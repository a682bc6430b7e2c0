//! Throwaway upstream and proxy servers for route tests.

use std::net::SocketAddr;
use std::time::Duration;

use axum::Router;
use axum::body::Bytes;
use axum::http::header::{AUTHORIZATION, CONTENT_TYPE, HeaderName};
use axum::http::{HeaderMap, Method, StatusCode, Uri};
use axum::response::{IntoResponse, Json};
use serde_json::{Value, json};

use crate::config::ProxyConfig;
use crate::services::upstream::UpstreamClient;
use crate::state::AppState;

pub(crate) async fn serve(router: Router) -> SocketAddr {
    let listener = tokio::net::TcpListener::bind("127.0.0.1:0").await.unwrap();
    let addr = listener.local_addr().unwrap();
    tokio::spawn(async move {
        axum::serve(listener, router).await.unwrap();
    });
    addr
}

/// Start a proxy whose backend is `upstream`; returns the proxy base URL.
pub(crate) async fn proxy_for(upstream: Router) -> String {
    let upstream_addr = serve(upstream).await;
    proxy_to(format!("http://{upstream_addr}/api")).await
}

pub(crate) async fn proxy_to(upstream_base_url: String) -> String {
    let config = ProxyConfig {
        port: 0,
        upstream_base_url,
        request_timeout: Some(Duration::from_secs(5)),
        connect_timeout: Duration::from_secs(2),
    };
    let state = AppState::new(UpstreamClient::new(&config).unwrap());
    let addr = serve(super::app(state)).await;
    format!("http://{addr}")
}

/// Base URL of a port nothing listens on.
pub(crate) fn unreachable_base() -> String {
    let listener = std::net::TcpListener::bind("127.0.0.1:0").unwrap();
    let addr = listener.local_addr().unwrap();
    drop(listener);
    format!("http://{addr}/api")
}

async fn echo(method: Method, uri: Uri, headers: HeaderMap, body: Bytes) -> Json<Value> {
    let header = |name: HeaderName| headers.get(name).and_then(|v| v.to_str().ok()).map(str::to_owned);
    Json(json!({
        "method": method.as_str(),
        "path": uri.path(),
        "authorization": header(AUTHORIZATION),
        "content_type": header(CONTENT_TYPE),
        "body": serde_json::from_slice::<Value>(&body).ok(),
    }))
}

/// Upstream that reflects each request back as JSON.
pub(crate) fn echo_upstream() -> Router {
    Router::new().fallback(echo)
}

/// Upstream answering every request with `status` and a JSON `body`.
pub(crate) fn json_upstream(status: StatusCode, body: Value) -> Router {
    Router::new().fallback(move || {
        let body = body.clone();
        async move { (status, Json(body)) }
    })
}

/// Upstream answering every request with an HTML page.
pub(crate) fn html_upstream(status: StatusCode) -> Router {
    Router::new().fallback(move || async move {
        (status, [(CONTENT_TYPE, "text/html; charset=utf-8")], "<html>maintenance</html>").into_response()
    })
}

---

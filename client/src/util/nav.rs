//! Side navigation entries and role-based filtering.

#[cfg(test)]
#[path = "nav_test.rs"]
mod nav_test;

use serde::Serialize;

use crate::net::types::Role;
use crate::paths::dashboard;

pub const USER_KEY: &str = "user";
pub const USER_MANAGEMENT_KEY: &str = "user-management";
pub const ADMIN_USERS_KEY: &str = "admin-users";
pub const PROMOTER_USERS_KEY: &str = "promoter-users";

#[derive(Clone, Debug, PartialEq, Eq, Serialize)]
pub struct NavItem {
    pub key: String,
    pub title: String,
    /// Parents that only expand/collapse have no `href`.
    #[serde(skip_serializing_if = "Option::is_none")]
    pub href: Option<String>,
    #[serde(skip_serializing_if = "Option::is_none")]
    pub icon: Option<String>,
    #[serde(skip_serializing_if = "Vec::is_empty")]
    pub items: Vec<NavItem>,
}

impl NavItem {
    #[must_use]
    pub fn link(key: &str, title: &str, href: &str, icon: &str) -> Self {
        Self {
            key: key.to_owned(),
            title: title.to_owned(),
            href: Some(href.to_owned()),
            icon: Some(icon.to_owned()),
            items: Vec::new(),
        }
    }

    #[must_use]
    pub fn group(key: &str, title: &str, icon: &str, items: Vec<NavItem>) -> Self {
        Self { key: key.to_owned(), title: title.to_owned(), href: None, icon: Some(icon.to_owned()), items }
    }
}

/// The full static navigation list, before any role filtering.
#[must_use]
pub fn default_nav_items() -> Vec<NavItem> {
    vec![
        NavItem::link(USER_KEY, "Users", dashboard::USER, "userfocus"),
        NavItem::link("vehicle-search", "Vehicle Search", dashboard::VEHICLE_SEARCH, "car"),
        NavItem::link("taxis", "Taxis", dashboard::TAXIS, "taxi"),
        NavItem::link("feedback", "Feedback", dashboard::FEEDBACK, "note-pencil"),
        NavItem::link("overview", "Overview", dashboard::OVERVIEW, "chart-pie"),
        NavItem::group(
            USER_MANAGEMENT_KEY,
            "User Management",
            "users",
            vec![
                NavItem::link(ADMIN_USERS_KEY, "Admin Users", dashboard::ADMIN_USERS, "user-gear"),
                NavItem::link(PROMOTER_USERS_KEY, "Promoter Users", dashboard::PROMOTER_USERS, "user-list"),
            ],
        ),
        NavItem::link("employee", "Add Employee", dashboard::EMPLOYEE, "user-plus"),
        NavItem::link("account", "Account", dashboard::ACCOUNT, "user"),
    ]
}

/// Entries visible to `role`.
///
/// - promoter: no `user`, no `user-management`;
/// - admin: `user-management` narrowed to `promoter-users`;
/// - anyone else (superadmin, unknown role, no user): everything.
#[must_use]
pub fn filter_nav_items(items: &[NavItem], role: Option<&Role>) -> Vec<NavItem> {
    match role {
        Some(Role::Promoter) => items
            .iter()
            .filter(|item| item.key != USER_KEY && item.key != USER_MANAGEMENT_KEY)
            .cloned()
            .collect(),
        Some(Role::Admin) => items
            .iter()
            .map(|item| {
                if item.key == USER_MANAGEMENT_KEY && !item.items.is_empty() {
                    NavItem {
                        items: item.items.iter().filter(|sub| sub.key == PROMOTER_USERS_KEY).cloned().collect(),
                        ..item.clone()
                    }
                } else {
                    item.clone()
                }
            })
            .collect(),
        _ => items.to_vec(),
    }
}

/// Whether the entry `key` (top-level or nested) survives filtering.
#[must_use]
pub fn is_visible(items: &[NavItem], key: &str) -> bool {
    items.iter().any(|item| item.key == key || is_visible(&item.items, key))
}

[Problem statement] Whenever a line of the material holds the word "port", copy it out.

[Answer]
        port: 0,
/// Base URL of a port nothing listens on.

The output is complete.